Saved entries:
impl InMemoryConversationStore {
    pub fn new() -> Self {
        Self::default()
    }

    /// 创建或覆盖会话
    pub fn insert(&self, conversation_id: &str, participant_ids: &[&str]) {
        self.conversations.insert(
            conversation_id.to_string(),
            participant_ids.iter().map(|id| id.to_string()).collect(),
        );
    }

    pub fn add_participant(&self, conversation_id: &str, user_id: &str) {
        self.conversations
            .entry(conversation_id.to_string())
            .or_default()
            .push(user_id.to_string());
    }
}

#[async_trait]
impl ConversationStore for InMemoryConversationStore {
    async fn get_conversation(&self, conversation_id: &str) -> Result<Option<Conversation>> {
        Ok(self
            .conversations
            .get(conversation_id)
            .map(|participants| Conversation {
                conversation_id: conversation_id.to_string(),
                participant_ids: participants.clone(),
            }))
    }
}

// ---------------------------------------------------------------------------
// 设备令牌
// ---------------------------------------------------------------------------

#[derive(Debug, Default)]
pub struct InMemoryTokenStore {
    tokens: DashMap<String, Vec<String>>,
}

impl InMemoryTokenStore {
    pub fn new() -> Self {
        Self::default()
    }

    /// 注册令牌，重复注册忽略
    pub fn register(&self, user_id: &str, token: &str) {
        let mut tokens = self.tokens.entry(user_id.to_string()).or_default();
        if !tokens.iter().any(|t| t == token) {
            tokens.push(token.to_string());
        }
    }
}

#[async_trait]
impl TokenStore for InMemoryTokenStore {
    async fn get_tokens(&self, user_id: &str) -> Result<Vec<String>> {
        Ok(self
            .tokens
            .get(user_id)
            .map(|tokens| tokens.clone())
            .unwrap_or_default())
    }

    async fn invalidate(&self, user_id: &str, token: &str) -> Result<bool> {
        let Some(mut tokens) = self.tokens.get_mut(user_id) else {
            return Ok(false);
        };
        let before = tokens.len();
        tokens.retain(|t| t != token);
        Ok(tokens.len() < before)
    }
}

// ---------------------------------------------------------------------------
// 未读计数
// ---------------------------------------------------------------------------

#[derive(Debug, Default)]
pub struct InMemoryUnreadCounter {
    counts: DashMap<(String, String), u64>,
    /// (message_id, user_id) -> 该消息计入后的值
    applied: DashMap<(String, String), u64>,
}

impl InMemoryUnreadCounter {
    pub fn new() -> Self {
        Self::default()
    }

    fn bump(&self, user_id: &str, conversation_id: &str) -> u64 {
        let mut count = self
            .counts
            .entry((user_id.to_string(), conversation_id.to_string()))
            .or_insert(0);
        *count += 1;
        *count
    }

    /// 模拟外部已读回执将计数清零
    pub fn reset(&self, user_id: &str, conversation_id: &str) {
        self.counts
            .insert((user_id.to_string(), conversation_id.to_string()), 0);
    }
}

#[async_trait]
impl UnreadCounter for InMemoryUnreadCounter {
    async fn increment_and_get(&self, user_id: &str, conversation_id: &str) -> Result<u64> {
        Ok(self.bump(user_id, conversation_id))
    }

    async fn increment_for_message(
        &self,
        user_id: &str,
        conversation_id: &str,
        message_id: &str,
    ) -> Result<u64> {
        // 标记的分片锁覆盖整个自增，同一消息的并发调用只有一个会自增
        match self
            .applied
            .entry((message_id.to_string(), user_id.to_string()))
        {
            Entry::Occupied(entry) => Ok(*entry.get()),
            Entry::Vacant(entry) => {
                let value = self.bump(user_id, conversation_id);
                entry.insert(value);
                Ok(value)
            }
        }
    }

    async fn get(&self, user_id: &str, conversation_id: &str) -> Result<u64> {
        Ok(self
            .counts
            .get(&(user_id.to_string(), conversation_id.to_string()))
            .map(|count| *count)
            .unwrap_or(0))
    }
}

Brief. Please find how many lines of the entries above include the string "struct", giving the number and nothing else.

Finished exercise. 2